After the U.S. Supreme Court last week curtailed the power of federal agencies in two cases, progressive critics predictably complained that the decisions favored “big business,” “corporate interests” and the “rich and powerful.” . This argument ignores the reality that people who lack wealth or power are often forced to contend with egotistical bureaucrats who invent their own authority and play by their own rules.
In the more important case, the court rejected Chevron The doctrine requires judges to follow federal agencies’ “permissible” interpretations of “ambiguous” statutes. The majority said the rule, created by the court in 1984, is unworkable, creates a “perpetual fog of uncertainty” about what the law allows or requires, and fundamentally misleads the executive branch into usurping justice. functions.
While Support for America’s Way believes that “corporate interests have been eager to reduce the power of federal agencies to protect our health and welfare,” the dispute at the heart of the case complicates the situation. Two family-owned fishing companies object to onerous regulatory fees, saying they were never approved by Congress.
In a unanimous opinion, Justice Neil Gorsuch pointed to other examples where vulnerable petitioners suffer when agencies are free to rewrite the laws under which they operate. He cited the cases of a veteran seeking disability benefits and an immigrant struggling to stay in the country.
Thomas Buffington lost three years of disability benefits the government owed him because of arbitrary rules the Department of Veterans Affairs created for its own convenience. After the Board of Immigration Appeals overturned a judicial precedent that he and many other immigrants relied on, Alfonso Deniz Robles faces deportation and is at odds with his U.S. Wife and children separated.
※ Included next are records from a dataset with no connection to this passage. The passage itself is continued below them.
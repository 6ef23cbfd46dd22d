// ─── Launch Composer ───
// Turns a validated profile and a ready environment into the client's
// command line, spawns it and relays its output.

use std::fmt;
use std::future::Future;
use std::path::PathBuf;
use std::process::{ExitStatus, Stdio};
use std::time::Duration;

use sysinfo::Signal;
use tokio::process::{Child, Command};
use tokio::task::JoinHandle;
use tracing::{debug, info, warn};

use crate::core::bootstrap::ReadyEnvironment;
use crate::core::error::{LauncherError, LauncherResult};
use crate::core::platform::Platform;
use crate::core::process;
use crate::core::profile::{LaunchProfile, STEAM_KEY};
use crate::core::settings::LauncherSettings;
use crate::core::steam::SteamProbe;

pub const MAIN_CLASS: &str = "com.wurmonline.client.launcherfx.WurmLaunchWrapper";
const LAUNCH_HASH_ARG: &str = "hash=firsthash";
const JAVAFX_EXPORTS: &[&str] = &[
    "--add-exports=javafx.web/com.sun.javafx.webkit=ALL-UNNAMED",
    "--add-exports=javafx.web/com.sun.webkit=ALL-UNNAMED",
    "--add-exports=javafx.web/com.sun.webkit.graphics=ALL-UNNAMED",
];
const INTERRUPT_GRACE: Duration = Duration::from_secs(5);
const RELAY_DRAIN_TIMEOUT: Duration = Duration::from_secs(2);

/// Non-fatal problems found while composing a launch.
#[derive(Debug, Clone, Copy, PartialEq, Eq)]
pub enum IntegrationWarning {
    SteamNotRunning,
}

impl fmt::Display for IntegrationWarning {
    fn fmt(&self, f: &mut fmt::Formatter<'_>) -> fmt::Result {
        match self {
            IntegrationWarning::SteamNotRunning => {
                write!(f, "Steam is not running; launching without Steam integration")
            }
        }
    }
}

/// Fully assembled invocation. Nothing is spawned until [`LaunchPlan::spawn`].
#[derive(Debug, Clone, PartialEq, Eq)]
pub struct LaunchPlan {
    pub program: PathBuf,
    pub args: Vec<String>,
    /// Variables set on top of the inherited environment.
    pub env: Vec<(String, String)>,
    pub cwd: PathBuf,
}

impl LaunchPlan {
    fn command(&self) -> Command {
        let mut cmd = Command::new(&self.program);
        cmd.args(&self.args)
            .envs(self.env.iter().map(|(k, v)| (k.as_str(), v.as_str())))
            .current_dir(&self.cwd)
            .stdin(Stdio::inherit())
            .stdout(Stdio::piped())
            .stderr(Stdio::piped())
            .kill_on_drop(true);
        cmd
    }

    /// Copy-pasteable command line for logs.
    pub fn command_line(&self) -> String {
        let program = shell_escape(&self.program.to_string_lossy());
        let args = self
            .args
            .iter()
            .map(|arg| shell_escape(arg))
            .collect::<Vec<_>>()
            .join(" ");

        if args.is_empty() {
            program
        } else {
            format!("{} {}", program, args)
        }
    }

    pub fn spawn(&self) -> LauncherResult<Child> {
        info!("Launching client with Java: {:?}", self.program);
        debug!("Command (copy/paste): {}", self.command_line());
        self.command().spawn().map_err(|source| LauncherError::Launch {
            program: self.program.clone(),
            source,
        })
    }
}

/// Build the launch plan without spawning anything.
pub fn compose(
    profile: &LaunchProfile,
    environment: &ReadyEnvironment,
    settings: &LauncherSettings,
    steam: &dyn SteamProbe,
    platform: &Platform,
) -> LauncherResult<(LaunchPlan, Vec<IntegrationWarning>)> {
    let resolved = profile.resolve(settings)?;
    let mut warnings = Vec::new();

    let mut rules = Vec::with_capacity(resolved.rules.len());
    for rule in resolved.rules {
        if rule.key == STEAM_KEY && !steam.is_running() {
            let warning = IntegrationWarning::SteamNotRunning;
            warn!("{}", warning);
            warnings.push(warning);
            continue;
        }
        rules.push(rule);
    }

    let mut args = resolved.preset_args;
    for rule in &rules {
        args.extend(rule.jvm_args.iter().map(|a| a.to_string()));
    }
    args.extend(resolved.heap_args);
    args.extend(resolved.java_args);

    args.push("--module-path".into());
    args.push(environment.javafx_lib.to_string_lossy().into_owned());
    args.push("--add-modules".into());
    args.push("ALL-MODULE-PATH".into());
    args.extend(JAVAFX_EXPORTS.iter().map(|a| a.to_string()));
    args.push("-cp".into());
    args.push(environment.client_jar.to_string_lossy().into_owned());
    args.push(MAIN_CLASS.into());
    for rule in &rules {
        args.extend(rule.client_args.iter().map(|a| a.to_string()));
    }
    args.push(LAUNCH_HASH_ARG.into());

    let library_var = platform.library_path_var();
    let mut env = vec![
        (
            "JAVA_HOME".to_string(),
            environment.java_home.to_string_lossy().into_owned(),
        ),
        (
            library_var.to_string(),
            append_env_path(
                std::env::var(library_var).ok(),
                &environment.jcef_dir.to_string_lossy(),
                platform.path_list_separator(),
            ),
        ),
    ];
    for rule in &rules {
        env.extend(rule.env.iter().map(|(k, v)| (k.to_string(), v.to_string())));
    }

    let plan = LaunchPlan {
        program: environment.java_bin.clone(),
        args,
        env,
        cwd: environment.root.clone(),
    };
    Ok((plan, warnings))
}

/// Validate, compose and spawn. Validation errors are raised before any
/// process exists.
pub fn compose_and_launch(
    profile: &LaunchProfile,
    environment: &ReadyEnvironment,
    settings: &LauncherSettings,
    steam: &dyn SteamProbe,
    platform: &Platform,
) -> LauncherResult<LaunchHandle> {
    let (plan, warnings) = compose(profile, environment, settings, steam, platform)?;
    let mut child = plan.spawn()?;
    if let Some(pid) = child.id() {
        info!("Client running with pid {}", pid);
    }

    let stdout = child
        .stdout
        .take()
        .map(|out| tokio::spawn(relay(out, tokio::io::stdout())));
    let stderr = child
        .stderr
        .take()
        .map(|err| tokio::spawn(relay(err, tokio::io::stderr())));

    Ok(LaunchHandle {
        child,
        plan,
        warnings,
        relays: stdout.into_iter().chain(stderr).collect(),
        grace: INTERRUPT_GRACE,
    })
}

/// A running client.
pub struct LaunchHandle {
    child: Child,
    pub plan: LaunchPlan,
    pub warnings: Vec<IntegrationWarning>,
    relays: Vec<JoinHandle<()>>,
    grace: Duration,
}

impl LaunchHandle {
    /// How long an interrupted client may take to exit before it is killed.
    pub fn with_interrupt_grace(mut self, grace: Duration) -> Self {
        self.grace = grace;
        self
    }

    /// Wait for the client to exit. Ctrl-C or SIGTERM is passed on to the
    /// client, which then gets a grace period before it is killed.
    pub async fn wait(self) -> LauncherResult<ExitStatus> {
        self.wait_or_interrupt(interrupted()).await
    }

    async fn wait_or_interrupt<F>(mut self, interrupt: F) -> LauncherResult<ExitStatus>
    where
        F: Future<Output = Signal>,
    {
        let program = self.plan.program.clone();
        let io_error = |source| LauncherError::Io {
            path: program.clone(),
            source,
        };

        let status = tokio::select! {
            status = self.child.wait() => status.map_err(io_error)?,
            signal = interrupt => {
                if let Some(pid) = self.child.id() {
                    if process::send_signal(pid, signal) {
                        debug!("Forwarded {:?} to the client (pid {})", signal, pid);
                    }
                }
                warn!("Interrupted; giving the client {:?} to exit", self.grace);
                match tokio::time::timeout(self.grace, self.child.wait()).await {
                    Ok(status) => status.map_err(io_error)?,
                    Err(_) => {
                        warn!("Client did not exit in time, killing it");
                        self.child.start_kill().map_err(io_error)?;
                        self.child.wait().await.map_err(io_error)?
                    }
                }
            }
        };

        for relay in self.relays.drain(..) {
            if tokio::time::timeout(RELAY_DRAIN_TIMEOUT, relay).await.is_err() {
                debug!("Output relay still busy after the client exited");
            }
        }

        info!("Client exited with {}", status);
        Ok(status)
    }
}

/// Process exit code the launcher should report for the client's status.
pub fn exit_code(status: &ExitStatus) -> u8 {
    if let Some(code) = status.code() {
        return (code & 0xff) as u8;
    }
    #[cfg(unix)]
    {
        use std::os::unix::process::ExitStatusExt;
        if let Some(signal) = status.signal() {
            return 128u8.saturating_add((signal & 0x7f) as u8);
        }
    }
    1
}

async fn relay<R, W>(mut from: R, mut to: W)
where
    R: tokio::io::AsyncRead + Unpin,
    W: tokio::io::AsyncWrite + Unpin,
{
    if let Err(e) = tokio::io::copy(&mut from, &mut to).await {
        debug!("Output relay stopped: {}", e);
    }
}

/// Resolves with the signal received: Ctrl-C, or SIGTERM on unix. Never
/// resolves if the handlers cannot be installed.
async fn interrupted() -> Signal {
    #[cfg(unix)]
    {
        use tokio::signal::unix::{signal, SignalKind};
        if let Ok(mut term) = signal(SignalKind::terminate()) {
            tokio::select! {
                result = tokio::signal::ctrl_c() => {
                    if result.is_err() {
                        std::future::pending::<()>().await;
                    }
                    return Signal::Interrupt;
                }
                _ = term.recv() => return Signal::Term,
            }
        }
    }
    if tokio::signal::ctrl_c().await.is_err() {
        std::future::pending::<()>().await;
    }
    Signal::Interrupt
}

fn append_env_path(existing: Option<String>, value: &str, separator: &str) -> String {
    match existing {
        Some(existing) if !existing.trim().is_empty() => {
            format!("{}{}{}", value, separator, existing)
        }
        _ => value.to_string(),
    }
}

/// POSIX-shell quoting: plain words stay bare, anything else is single-quoted.
fn shell_escape(raw: &str) -> String {
    let plain = !raw.is_empty()
        && raw.chars().all(|ch| {
            ch.is_ascii_alphanumeric()
                || matches!(ch, '-' | '_' | '.' | '/' | ':' | '=' | '+' | ',' | '@')
        });
    if plain {
        return raw.to_string();
    }
    format!("'{}'", raw.replace('\'', r"'\''"))
}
“Sophisticated entities and their attorneys may be able to keep up with rule changes that affect their rights and responsibilities,” Gorsuch noted. They can lobby for “reasonable” agency interpretations and “even capture the agencies that issue those interpretations.”
In contrast, Gorsuch added, “these are things ordinary people can’t do.” They are “the ones who get the worst regulatory whiplash” when laws change based on the whims of bureaucrats.
In another case, the court ruled that the Seventh Amendment requires a jury trial for those accused of securities fraud. The majority said the U.S. Securities and Exchange Commission (SEC) violated that right by imposing civil penalties through an internal process in which the agency itself served as investigators, prosecutors and judges, with minimal independent review afterward.
The plaintiff in the case is a hedge fund manager who is accused of lying to clients and inflating fees. progressive export common dream Denouncing “the triumph of the rich and powerful”. But the SEC’s rigged proceedings, in which the agency almost always prevails, also affect people of modest means who face more dubious charges.
Take accountant Michelle Cochran, a single mother of two who was fined $22,500 by the SEC and banned from practicing law for five years after she represented herself in an internal proceeding. . When the agency investigated her former employer, it concluded that she “failed to complete the audit checklist,” leaving certain sections blank, although there was “no evidence” that the incomplete paperwork caused “disclosure to clients or investors.” Economic losses”.
Gorsuch noted that the SEC was trying to “punish citizens without a jury, without an independent judge, and under a different process than our courts.” He said the practice violated constitutional restrictions “to ensure that even the most unpopular among us have an independent judge and a jury of peers according to procedures designed to ensure a fair trial in a fair forum” Solve his case.
Defenders of the administrative state seem to believe that federal agencies unerringly target greedy villains who defraud the unwary, undermine public safety, or threaten the environment. But Gorsuch observed that “while violations of old rights may begin with cases against persona non grata, they rarely end there.”